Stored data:
use super::{Document, DocumentEvent};
use crate::element::AttributeSet;
use crate::error::Result;

/// Hook in front of every text mutation of a [`Document`].
///
/// A filter sees inserts, removes (zero-length ones included) and replaces
/// before they happen, and decides what actually reaches the document
/// through the [`FilterBypass`]. The default methods forward unchanged.
pub trait DocumentFilter: Send {
    fn insert_string(
        &mut self,
        bypass: &mut FilterBypass<'_>,
        offset: usize,
        text: &str,
        attributes: Option<&AttributeSet>,
    ) -> Result<()> {
        bypass.insert_string(offset, text, attributes)
    }

    fn remove(
        &mut self,
        bypass: &mut FilterBypass<'_>,
        offset: usize,
        length: usize,
    ) -> Result<()> {
        bypass.remove(offset, length)
    }

    fn replace(
        &mut self,
        bypass: &mut FilterBypass<'_>,
        offset: usize,
        length: usize,
        text: &str,
        attributes: Option<&AttributeSet>,
    ) -> Result<()> {
        bypass.replace(offset, length, text, attributes)
    }
}

/// Direct access to the document's mutations, skipping the filter.
pub struct FilterBypass<'a> {
    document: &'a mut Document,
    event: Option<DocumentEvent>,
}

impl<'a> FilterBypass<'a> {
    pub(crate) fn new(document: &'a mut Document) -> Self {
        Self {
            document,
            event: None,
        }
    }

    pub fn document(&self) -> &Document {
        &*self.document
    }

    pub fn insert_string(
        &mut self,
        offset: usize,
        text: &str,
        attributes: Option<&AttributeSet>,
    ) -> Result<()> {
        let event = self.document.apply_insert(offset, text, attributes)?;
        self.collect(event);
        Ok(())
    }

    pub fn remove(&mut self, offset: usize, length: usize) -> Result<()> {
        let event = self.document.apply_remove(offset, length)?;
        self.collect(event);
        Ok(())
    }

    pub fn replace(
        &mut self,
        offset: usize,
        length: usize,
        text: &str,
        attributes: Option<&AttributeSet>,
    ) -> Result<()> {
        let event = self.document.apply_replace(offset, length, text, attributes)?;
        self.collect(event);
        Ok(())
    }

    fn collect(&mut self, event: Option<DocumentEvent>) {
        self.event = match (self.event.take(), event) {
            (Some(mut first), Some(next)) => {
                first.absorb(next);
                Some(first)
            }
            (first, next) => first.or(next),
        };
    }

    /// Everything that went through, as one event.
    pub(crate) fn into_event(self) -> Option<DocumentEvent> {
        self.event
    }
}
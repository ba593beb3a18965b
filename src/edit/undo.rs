use crate::config::DocumentConfig;
use crate::document::{Document, DocumentEvent};
use crate::error::{DocumentError, Result};

/// A group of events that are undone/redone together
#[derive(Debug)]
pub struct EditGroup {
    events: Vec<DocumentEvent>,
}

impl EditGroup {
    fn new(events: Vec<DocumentEvent>) -> Self {
        Self { events }
    }

    pub fn len(&self) -> usize {
        self.events.len()
    }

    pub fn is_empty(&self) -> bool {
        self.events.is_empty()
    }

    fn redo(&mut self, document: &mut Document) -> Result<()> {
        for event in &mut self.events {
            event.redo(document)?;
        }
        Ok(())
    }

    fn undo(&mut self, document: &mut Document) -> Result<()> {
        for event in self.events.iter_mut().rev() {
            event.undo(document)?;
        }
        Ok(())
    }

    fn die(&mut self) {
        for event in &mut self.events {
            event.die();
        }
    }
}

/// Bounded undo/redo history of document events.
#[derive(Debug)]
pub struct UndoManager {
    /// Groups that can be undone, oldest first
    stack: Vec<EditGroup>,
    /// Groups that can be redone, most recently undone last
    redo_stack: Vec<EditGroup>,
    /// Events collected between `begin_group` and `end_group`
    current_group: Option<Vec<DocumentEvent>>,
    /// Maximum number of undo levels
    max_size: usize,
}

impl UndoManager {
    pub fn new() -> Self {
        Self::with_limit(crate::config::DEFAULT_UNDO_LIMIT)
    }

    pub fn with_limit(max_size: usize) -> Self {
        Self {
            stack: Vec::new(),
            redo_stack: Vec::new(),
            current_group: None,
            max_size,
        }
    }

    pub fn from_config(config: &DocumentConfig) -> Self {
        Self::with_limit(config.undo_limit)
    }

    pub fn limit(&self) -> usize {
        self.max_size
    }

    /// Record an event. Anything that could be redone is discarded.
    pub fn add_edit(&mut self, event: DocumentEvent) {
        for mut group in self.redo_stack.drain(..) {
            group.die();
        }
        match self.current_group.as_mut() {
            Some(group) => group.push(event),
            None => self.commit(vec![event]),
        }
    }

    /// Collect the following events into one undo step.
    pub fn begin_group(&mut self) {
        self.end_group();
        self.current_group = Some(Vec::new());
    }

    pub fn end_group(&mut self) {
        if let Some(events) = self.current_group.take() {
            if !events.is_empty() {
                self.commit(events);
            }
        }
    }

    fn commit(&mut self, events: Vec<DocumentEvent>) {
        self.stack.push(EditGroup::new(events));
        while self.stack.len() > self.max_size {
            let mut oldest = self.stack.remove(0);
            oldest.die();
            tracing::trace!("undo history trimmed to {}", self.max_size);
        }
    }

    /// Undo the most recent step.
    pub fn undo(&mut self, document: &mut Document) -> Result<()> {
        self.end_group();
        let mut group = self.stack.pop().ok_or(DocumentError::CannotUndo)?;
        if let Err(err) = group.undo(document) {
            self.stack.push(group);
            return Err(err);
        }
        self.redo_stack.push(group);
        Ok(())
    }

    /// Redo the most recently undone step.
    pub fn redo(&mut self, document: &mut Document) -> Result<()> {
        let mut group = self.redo_stack.pop().ok_or(DocumentError::CannotRedo)?;
        if let Err(err) = group.redo(document) {
            self.redo_stack.push(group);
            return Err(err);
        }
        self.stack.push(group);
        Ok(())
    }

    pub fn can_undo(&self) -> bool {
        !self.stack.is_empty()
            || self
                .current_group
                .as_ref()
                .is_some_and(|events| !events.is_empty())
    }

    pub fn can_redo(&self) -> bool {
        !self.redo_stack.is_empty()
    }

    /// Get the number of undo levels available
    pub fn undo_count(&self) -> usize {
        self.stack.len()
    }

    /// Forget the whole history; every recorded event is killed.
    pub fn discard_all_edits(&mut self) {
        for mut group in self.stack.drain(..).chain(self.redo_stack.drain(..)) {
            group.die();
        }
        if let Some(events) = self.current_group.as_mut() {
            for event in events.iter_mut() {
                event.die();
            }
            events.clear();
        }
    }
}

impl Default for UndoManager {
    fn default() -> Self {
        Self::new()
    }
}
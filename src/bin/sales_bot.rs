//! sales-bot: post recent OpenSea sales and listings for one collection to
//! Discord, then exit.
//!
//! Meant to be scheduled externally (cron, CI schedule) with `SECONDS`
//! matching the schedule interval.

use std::path::PathBuf;
use std::process::ExitCode;

use anyhow::{Context, Result};
use chrono::Utc;
use clap::Parser;

use opensea_sales_bot::api::OpenSeaClient;
use opensea_sales_bot::config::Settings;
use opensea_sales_bot::discord::{DiscordConnector, DryRunConnector};
use opensea_sales_bot::reporter;
use opensea_sales_bot::types::RunReport;

#[derive(Parser)]
#[command(name = "sales-bot", about = "Post recent OpenSea sales and listings to Discord")]
struct Args {
    /// Print messages as JSON lines instead of posting to Discord
    #[arg(long)]
    dry_run: bool,

    /// Load environment from this file instead of ./.env
    #[arg(long)]
    env_file: Option<PathBuf>,
}

#[tokio::main]
async fn main() -> ExitCode {
    tracing_subscriber::fmt()
        .with_env_filter(
            tracing_subscriber::EnvFilter::try_from_default_env()
                .unwrap_or_else(|_| tracing_subscriber::EnvFilter::new("info")),
        )
        .with_writer(std::io::stderr)
        .init();

    let args = Args::parse();

    let result = run(&args).await;
    ExitCode::from(reporter::exit_status(&result))
}

async fn run(args: &Args) -> Result<RunReport> {
    match &args.env_file {
        Some(path) => {
            dotenvy::from_path(path)
                .with_context(|| format!("failed to load {}", path.display()))?;
        }
        None => {
            dotenvy::dotenv().ok();
        }
    }

    let feed = OpenSeaClient::new();
    let now = Utc::now();

    if args.dry_run {
        opensea_sales_bot::run(Settings::from_env, &DryRunConnector, &feed, now).await
    } else {
        opensea_sales_bot::run(Settings::from_env, &DiscordConnector::new(), &feed, now).await
    }
}
use serde::Serialize;
use tracing::{error, info};

use crate::types::{Embed, RunReport};

/// Process exit status for a completed run, including one with nothing to post.
pub const EXIT_SUCCESS: u8 = 0;
/// Process exit status for any failure.
pub const EXIT_FAILURE: u8 = 1;

#[derive(Serialize)]
struct DryRunLine<'a> {
    channel: &'a str,
    embed: &'a Embed,
}

/// Emit a message that would have been posted as a single JSON line to stdout.
pub fn report_message(channel: &str, embed: &Embed) {
    if let Ok(json) = render_message(channel, embed) {
        println!("{json}");
    }
}

fn render_message(channel: &str, embed: &Embed) -> serde_json::Result<String> {
    serde_json::to_string(&DryRunLine { channel, embed })
}

/// One-line summary of a finished run.
pub fn run_summary(report: &RunReport) -> String {
    if report.is_empty() {
        return "No recent sales".to_string();
    }
    let (sales, listings, skipped) = report.counts();
    format!("Done: {sales} sale(s), {listings} listing(s), {skipped} skipped")
}

/// Log the run result and map it to the process exit status.
pub fn exit_status(result: &anyhow::Result<RunReport>) -> u8 {
    match result {
        Ok(report) => {
            info!("{}", run_summary(report));
            EXIT_SUCCESS
        }
        Err(e) => {
            error!("{e:#}");
            EXIT_FAILURE
        }
    }
}

#[cfg(test)]
mod tests {
    use super::*;
    use crate::types::{DeliveryReceipt, EmbedAuthor, EmbedField, Outcome};
    use chrono::{TimeZone, Utc};
    use serde_json::{Value, json};

    #[test]
    fn message_line_shape() {
        let embed = Embed {
            title: "Cool Cat #42".into(),
            url: "https://p/42".into(),
            color: 0x00ff99,
            author: EmbedAuthor {
                name: "OpenSea Listing".into(),
                icon_url: "https://icon".into(),
                url: "https://author".into(),
            },
            fields: vec![EmbedField { name: "Seller".into(), value: "bob".into() }],
            image: None,
            timestamp: Utc.with_ymd_and_hms(2021, 8, 25, 19, 4, 58).unwrap(),
        };
        let line = render_message("listings:222", &embed).unwrap();
        assert!(!line.contains('\n'));
        let v: Value = serde_json::from_str(&line).unwrap();
        assert_eq!(v["channel"], json!("listings:222"));
        assert_eq!(v["embed"]["title"], json!("Cool Cat #42"));
        assert_eq!(v["embed"]["fields"][0]["value"], json!("bob"));
    }

    // ── run result ─────────────────────────────────────────────────

    fn receipt() -> DeliveryReceipt {
        DeliveryReceipt {
            message_id: "1".into(),
            channel_id: "9".into(),
        }
    }

    #[test]
    fn empty_run_says_no_recent_sales() {
        let result = Ok(RunReport::default());
        assert_eq!(run_summary(result.as_ref().unwrap()), "No recent sales");
        assert_eq!(exit_status(&result), EXIT_SUCCESS);
    }

    #[test]
    fn non_empty_run_succeeds_with_counts() {
        let report = RunReport {
            outcomes: vec![
                Outcome::Listing(receipt()),
                Outcome::Sale(receipt()),
                Outcome::Sale(receipt()),
                Outcome::Skipped,
            ],
        };
        assert_eq!(
            run_summary(&report),
            "Done: 2 sale(s), 1 listing(s), 1 skipped"
        );
        assert_eq!(exit_status(&Ok(report)), EXIT_SUCCESS);
    }

    #[test]
    fn only_skipped_events_still_succeed() {
        let report = RunReport {
            outcomes: vec![Outcome::Skipped],
        };
        assert_eq!(run_summary(&report), "Done: 0 sale(s), 0 listing(s), 1 skipped");
        assert_eq!(exit_status(&Ok(report)), EXIT_SUCCESS);
    }

    #[test]
    fn error_exits_with_failure() {
        let result: anyhow::Result<RunReport> = Err(anyhow::anyhow!("DISCORD_BOT_TOKEN not set"));
        assert_eq!(exit_status(&result), EXIT_FAILURE);
    }
}
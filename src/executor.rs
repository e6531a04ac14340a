use futures_util::future::try_join_all;
use tracing::debug;

use crate::discord::{Channels, DeliveryError, MessageSink};
use crate::types::{FormattedMessage, MessageKind, Outcome};

/// Post every message to the channel matching its kind.
///
/// All sends are started together, in the given order, and joined as a
/// group. The first failure fails the whole dispatch; sends still in flight
/// are dropped. `None` entries produce [`Outcome::Skipped`] without a send.
pub async fn dispatch<S: MessageSink>(
    channels: &Channels<S>,
    messages: Vec<Option<FormattedMessage>>,
) -> Result<Vec<Outcome>, DeliveryError> {
    let sends = messages.into_iter().map(|message| async move {
        let Some(message) = message else {
            return Ok::<_, DeliveryError>(Outcome::Skipped);
        };
        debug!("posting {}", message.kind.label());
        match message.kind {
            MessageKind::Sale => channels.sales.send(&message.embed).await.map(Outcome::Sale),
            MessageKind::Listing => channels
                .listings
                .send(&message.embed)
                .await
                .map(Outcome::Listing),
        }
    });

    try_join_all(sends).await
}

#[cfg(test)]
mod tests {
    use super::*;
    use crate::types::{DeliveryReceipt, Embed, EmbedAuthor};
    use async_trait::async_trait;
    use chrono::Utc;
    use std::sync::{Arc, Mutex};
    use std::time::Duration;

    /// Records the order in which sends were submitted across both channels.
    #[derive(Clone)]
    struct RecordingSink {
        name: &'static str,
        log: Arc<Mutex<Vec<String>>>,
        fail: bool,
        delay: Duration,
    }

    #[async_trait]
    impl MessageSink for RecordingSink {
        async fn send(&self, embed: &Embed) -> Result<DeliveryReceipt, DeliveryError> {
            self.log
                .lock()
                .unwrap()
                .push(format!("{}:{}", self.name, embed.title));
            tokio::time::sleep(self.delay).await;
            if self.fail {
                return Err(DeliveryError::Rejected {
                    channel_id: self.name.into(),
                    status: 403,
                    body: "Missing Permissions".into(),
                });
            }
            Ok(DeliveryReceipt {
                message_id: embed.title.clone(),
                channel_id: self.name.into(),
            })
        }
    }

    fn make_channels(fail_sales: bool) -> (Channels<RecordingSink>, Arc<Mutex<Vec<String>>>) {
        let log = Arc::new(Mutex::new(Vec::new()));
        let sink = |name, fail| RecordingSink {
            name,
            log: log.clone(),
            fail,
            delay: Duration::from_millis(10),
        };
        let channels = Channels {
            sales: sink("sales", fail_sales),
            listings: sink("listings", false),
        };
        (channels, log)
    }

    fn message(kind: MessageKind, title: &str) -> Option<FormattedMessage> {
        Some(FormattedMessage {
            kind,
            embed: Embed {
                title: title.into(),
                url: String::new(),
                color: 0,
                author: EmbedAuthor {
                    name: String::new(),
                    icon_url: String::new(),
                    url: String::new(),
                },
                fields: vec![],
                image: None,
                timestamp: Utc::now(),
            },
        })
    }

    #[tokio::test]
    async fn routes_and_preserves_submission_order() {
        let (channels, log) = make_channels(false);
        let outcomes = dispatch(
            &channels,
            vec![
                message(MessageKind::Listing, "a"),
                None,
                message(MessageKind::Sale, "b"),
                message(MessageKind::Listing, "c"),
            ],
        )
        .await
        .unwrap();

        assert_eq!(
            *log.lock().unwrap(),
            ["listings:a", "sales:b", "listings:c"]
        );
        assert_eq!(outcomes.len(), 4);
        assert!(matches!(&outcomes[0], Outcome::Listing(r) if r.message_id == "a"));
        assert_eq!(outcomes[1], Outcome::Skipped);
        assert!(matches!(&outcomes[2], Outcome::Sale(r) if r.channel_id == "sales"));
        assert!(matches!(&outcomes[3], Outcome::Listing(_)));
    }

    #[tokio::test]
    async fn sends_run_concurrently() {
        let (mut channels, _log) = make_channels(false);
        channels.sales.delay = Duration::from_millis(200);
        channels.listings.delay = Duration::from_millis(200);

        let start = tokio::time::Instant::now();
        let messages = (0..5)
            .map(|i| message(MessageKind::Sale, &i.to_string()))
            .collect();
        dispatch(&channels, messages).await.unwrap();
        assert!(start.elapsed() < Duration::from_millis(900));
    }

    #[tokio::test]
    async fn only_skips_sends_nothing() {
        let (channels, log) = make_channels(false);
        let outcomes = dispatch(&channels, vec![None, None]).await.unwrap();
        assert_eq!(outcomes, [Outcome::Skipped, Outcome::Skipped]);
        assert!(log.lock().unwrap().is_empty());
    }

    #[tokio::test]
    async fn any_failure_fails_dispatch() {
        let (channels, _log) = make_channels(true);
        let err = dispatch(
            &channels,
            vec![
                message(MessageKind::Listing, "a"),
                message(MessageKind::Sale, "b"),
            ],
        )
        .await
        .unwrap_err();
        assert!(matches!(err, DeliveryError::Rejected { status: 403, .. }));
    }

    #[tokio::test]
    async fn empty_input() {
        let (channels, _log) = make_channels(false);
        assert!(dispatch(&channels, vec![]).await.unwrap().is_empty());
    }
}
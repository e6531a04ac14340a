use chrono::{DateTime, NaiveDateTime, Utc};
use rust_decimal::Decimal;
use serde::{Deserialize, Deserializer, Serialize};
use serde_json::Value;

/// Wei per ether, as a decimal scale.
const WEI_DECIMALS: u32 = 18;

// ---------------------------------------------------------------------------
// Marketplace events
// ---------------------------------------------------------------------------

/// A decoded entry of the OpenSea events feed.
#[derive(Debug, Clone, PartialEq)]
pub enum AssetEvent {
    /// `event_type == "successful"`
    Sale(SaleEvent),
    /// `event_type == "created"`
    Listing(ListingEvent),
    /// Any other discriminator; carried so it can be reported and skipped.
    Other { event_type: String },
}

#[derive(Debug, Clone, PartialEq, Deserialize)]
pub struct SaleEvent {
    pub asset: Asset,
    /// Sale price in ether (converted from wei at decode time).
    #[serde(default, deserialize_with = "wei_to_ether")]
    pub total_price: Decimal,
    pub winner_account: Account,
    pub seller: Account,
    #[serde(deserialize_with = "utc_timestamp")]
    pub created_date: DateTime<Utc>,
}

#[derive(Debug, Clone, PartialEq, Deserialize)]
pub struct ListingEvent {
    pub asset: Asset,
    /// Starting price in ether (converted from wei at decode time).
    #[serde(default, deserialize_with = "wei_to_ether")]
    pub starting_price: Decimal,
    pub seller: Account,
    #[serde(deserialize_with = "utc_timestamp")]
    pub created_date: DateTime<Utc>,
}

#[derive(Debug, Clone, PartialEq, Deserialize)]
pub struct Asset {
    #[serde(default)]
    pub name: Option<String>,
    #[serde(deserialize_with = "string_or_number")]
    pub token_id: String,
    pub permalink: String,
    #[serde(default)]
    pub image_url: Option<String>,
}

/// A marketplace account (buyer, seller).
#[derive(Debug, Clone, PartialEq, Deserialize)]
pub struct Account {
    pub address: String,
    #[serde(default)]
    pub user: Option<AccountUser>,
}

#[derive(Debug, Clone, PartialEq, Deserialize)]
pub struct AccountUser {
    #[serde(default)]
    pub username: Option<String>,
}

impl AssetEvent {
    /// Decode one raw feed entry, validating the discriminator and the nested
    /// fields its variant needs.
    pub fn from_value(value: Value) -> Result<Self, serde_json::Error> {
        let event_type = value
            .get("event_type")
            .and_then(Value::as_str)
            .map(str::to_owned)
            .ok_or_else(|| {
                <serde_json::Error as serde::de::Error>::missing_field("event_type")
            })?;

        match event_type.as_str() {
            "successful" => Ok(Self::Sale(serde_json::from_value(value)?)),
            "created" => Ok(Self::Listing(serde_json::from_value(value)?)),
            _ => Ok(Self::Other { event_type }),
        }
    }
}

fn wei_to_ether<'de, D>(deserializer: D) -> Result<Decimal, D::Error>
where
    D: Deserializer<'de>,
{
    use serde::de::Error;

    let raw: Option<String> = Option::deserialize(deserializer)?;
    let Some(raw) = raw else {
        return Ok(Decimal::ZERO);
    };
    let wei: u128 = raw
        .trim()
        .parse()
        .map_err(|_| D::Error::custom(format!("invalid wei amount '{raw}'")))?;
    let wei = i128::try_from(wei)
        .map_err(|_| D::Error::custom(format!("wei amount out of range '{raw}'")))?;
    Decimal::try_from_i128_with_scale(wei, WEI_DECIMALS)
        .map(|d| d.normalize())
        .map_err(|_| D::Error::custom(format!("wei amount out of range '{raw}'")))
}

/// Feed timestamps are UTC without a zone suffix, e.g. `2021-08-25T19:04:58.123456`.
fn utc_timestamp<'de, D>(deserializer: D) -> Result<DateTime<Utc>, D::Error>
where
    D: Deserializer<'de>,
{
    use serde::de::Error;

    let raw = String::deserialize(deserializer)?;
    if let Ok(naive) = NaiveDateTime::parse_from_str(&raw, "%Y-%m-%dT%H:%M:%S%.f") {
        return Ok(naive.and_utc());
    }
    DateTime::parse_from_rfc3339(&raw)
        .map(|dt| dt.with_timezone(&Utc))
        .map_err(|_| D::Error::custom(format!("invalid created_date '{raw}'")))
}

fn string_or_number<'de, D>(deserializer: D) -> Result<String, D::Error>
where
    D: Deserializer<'de>,
{
    use serde::de::Error;

    match Value::deserialize(deserializer)? {
        Value::String(s) => Ok(s),
        Value::Number(n) if n.is_u64() => Ok(n.to_string()),
        other => Err(D::Error::custom(format!("invalid token_id {other}"))),
    }
}

// ---------------------------------------------------------------------------
// Chat messages
// ---------------------------------------------------------------------------

#[derive(Debug, Clone, Copy, PartialEq, Eq, Serialize)]
#[serde(rename_all = "snake_case")]
pub enum MessageKind {
    Sale,
    Listing,
}

impl MessageKind {
    pub fn label(self) -> &'static str {
        match self {
            Self::Sale => "sale",
            Self::Listing => "listing",
        }
    }
}

/// A formatted message routed to the channel matching its kind.
#[derive(Debug, Clone, PartialEq, Serialize)]
pub struct FormattedMessage {
    pub kind: MessageKind,
    pub embed: Embed,
}

/// Discord rich embed, serialized as the REST API expects it.
#[derive(Debug, Clone, PartialEq, Serialize)]
pub struct Embed {
    pub title: String,
    pub url: String,
    pub color: u32,
    pub author: EmbedAuthor,
    pub fields: Vec<EmbedField>,
    #[serde(skip_serializing_if = "Option::is_none")]
    pub image: Option<EmbedImage>,
    pub timestamp: DateTime<Utc>,
}

#[derive(Debug, Clone, PartialEq, Serialize)]
pub struct EmbedAuthor {
    pub name: String,
    pub icon_url: String,
    pub url: String,
}

#[derive(Debug, Clone, PartialEq, Serialize)]
pub struct EmbedField {
    pub name: String,
    pub value: String,
}

#[derive(Debug, Clone, PartialEq, Serialize)]
pub struct EmbedImage {
    pub url: String,
}

// ---------------------------------------------------------------------------
// Delivery
// ---------------------------------------------------------------------------

/// Acknowledgement of a posted message.
#[derive(Debug, Clone, PartialEq, Eq, Deserialize, Serialize)]
pub struct DeliveryReceipt {
    #[serde(rename = "id")]
    pub message_id: String,
    pub channel_id: String,
}

/// Result of handling one feed entry.
#[derive(Debug, Clone, PartialEq, Eq)]
pub enum Outcome {
    Sale(DeliveryReceipt),
    Listing(DeliveryReceipt),
    /// Unrecognized event type; nothing was sent.
    Skipped,
}

/// Everything one run did, in submission order.
#[derive(Debug, Default)]
pub struct RunReport {
    pub outcomes: Vec<Outcome>,
}

impl RunReport {
    pub fn is_empty(&self) -> bool {
        self.outcomes.is_empty()
    }

    /// `(sales, listings, skipped)`
    pub fn counts(&self) -> (usize, usize, usize) {
        self.outcomes
            .iter()
            .fold((0, 0, 0), |(s, l, k), outcome| match outcome {
                Outcome::Sale(_) => (s + 1, l, k),
                Outcome::Listing(_) => (s, l + 1, k),
                Outcome::Skipped => (s, l, k + 1),
            })
    }
}
pub mod api;
pub mod config;
pub mod discord;
pub mod engine;
pub mod executor;
pub mod reporter;
pub mod types;

use anyhow::{Context, Result};
use chrono::{DateTime, Utc};
use tracing::info;

use crate::api::{EventFeed, EventsQuery};
use crate::config::{ConfigError, Settings};
use crate::discord::ChatConnector;
use crate::types::RunReport;

/// OpenSea REST API base URL (v1 events feed).
pub const OPENSEA_API_BASE: &str = "https://api.opensea.io/api/v1";

/// Discord REST API base URL.
pub const DISCORD_API_BASE: &str = "https://discord.com/api/v10";

/// Storefront contract shared by many collections; filtering on it would
/// narrow results to unrelated tokens, so it is never sent as a filter.
pub const SHARED_STOREFRONT_ADDRESS: &str = "0x495f947276749Ce646f68AC8c248420045cb7b5e";

/// Maximum events requested per run (single page).
pub const EVENTS_PAGE_LIMIT: u32 = 100;

/// Default lookback window when `SECONDS` is unset.
pub const DEFAULT_WINDOW_SECS: i64 = 3_600;

/// Embed colors.
pub const SALE_COLOR: u32 = 0x0099ff;
pub const LISTING_COLOR: u32 = 0x00ff99;

/// Author byline shared by every embed.
pub const AUTHOR_ICON_URL: &str = "https://files.readme.io/566c72b-opensea-logomark-full-colored.png";
pub const AUTHOR_URL: &str = "https://github.com/sbauch/opensea-discord-bot";
pub const SALE_AUTHOR: &str = "OpenSea Sale";
pub const LISTING_AUTHOR: &str = "OpenSea Listing";

/// Ether symbol appended to formatted prices.
pub const ETHER_SYMBOL: &str = "\u{039e}";

/// Load settings with `load` and perform one run.
///
/// Configuration is validated before any network call is made.
pub async fn run<L, C, F>(load: L, connector: &C, feed: &F, now: DateTime<Utc>) -> Result<RunReport>
where
    L: FnOnce() -> Result<Settings, ConfigError>,
    C: ChatConnector,
    F: EventFeed,
{
    let settings = load().context("invalid configuration")?;
    run_once(&settings, connector, feed, now).await
}

/// One full run: open the chat session, fetch the recent events window,
/// format and post everything.
///
/// Startup is strictly sequential (authenticate, resolve sales channel,
/// resolve listings channel) and completes before the feed is queried.
pub async fn run_once<C, F>(
    settings: &Settings,
    connector: &C,
    feed: &F,
    now: DateTime<Utc>,
) -> Result<RunReport>
where
    C: ChatConnector,
    F: EventFeed,
{
    let channels = connector
        .open(
            &settings.bot_token,
            &settings.sales_channel_id,
            &settings.listings_channel_id,
        )
        .await
        .context("failed to open chat session")?;

    let query = EventsQuery::for_window(settings, now);
    info!(
        seconds = settings.window_secs,
        occurred_after = query.occurred_after,
        "Fetching events for '{}'",
        query.collection_slug
    );

    let events = feed
        .recent_events(&query)
        .await
        .context("failed to fetch marketplace events")?;

    let messages = engine::classify_all(events);
    let outcomes = executor::dispatch(&channels, messages)
        .await
        .context("failed to deliver message")?;

    Ok(RunReport { outcomes })
}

AIM OF THE EXERCISE
Could you copy exactly the lines from the first line of the records above through the line containing "let event = self.document.apply_remove(offset, length)?;", both included, and nothing else?

EXERCISE RESULT
use super::{Document, DocumentEvent};
use crate::element::AttributeSet;
use crate::error::Result;

/// Hook in front of every text mutation of a [`Document`].
///
/// A filter sees inserts, removes (zero-length ones included) and replaces
/// before they happen, and decides what actually reaches the document
/// through the [`FilterBypass`]. The default methods forward unchanged.
pub trait DocumentFilter: Send {
    fn insert_string(
        &mut self,
        bypass: &mut FilterBypass<'_>,
        offset: usize,
        text: &str,
        attributes: Option<&AttributeSet>,
    ) -> Result<()> {
        bypass.insert_string(offset, text, attributes)
    }

    fn remove(
        &mut self,
        bypass: &mut FilterBypass<'_>,
        offset: usize,
        length: usize,
    ) -> Result<()> {
        bypass.remove(offset, length)
    }

    fn replace(
        &mut self,
        bypass: &mut FilterBypass<'_>,
        offset: usize,
        length: usize,
        text: &str,
        attributes: Option<&AttributeSet>,
    ) -> Result<()> {
        bypass.replace(offset, length, text, attributes)
    }
}

/// Direct access to the document's mutations, skipping the filter.
pub struct FilterBypass<'a> {
    document: &'a mut Document,
    event: Option<DocumentEvent>,
}

impl<'a> FilterBypass<'a> {
    pub(crate) fn new(document: &'a mut Document) -> Self {
        Self {
            document,
            event: None,
        }
    }

    pub fn document(&self) -> &Document {
        &*self.document
    }

    pub fn insert_string(
        &mut self,
        offset: usize,
        text: &str,
        attributes: Option<&AttributeSet>,
    ) -> Result<()> {
        let event = self.document.apply_insert(offset, text, attributes)?;
        self.collect(event);
        Ok(())
    }

    pub fn remove(&mut self, offset: usize, length: usize) -> Result<()> {
        let event = self.document.apply_remove(offset, length)?;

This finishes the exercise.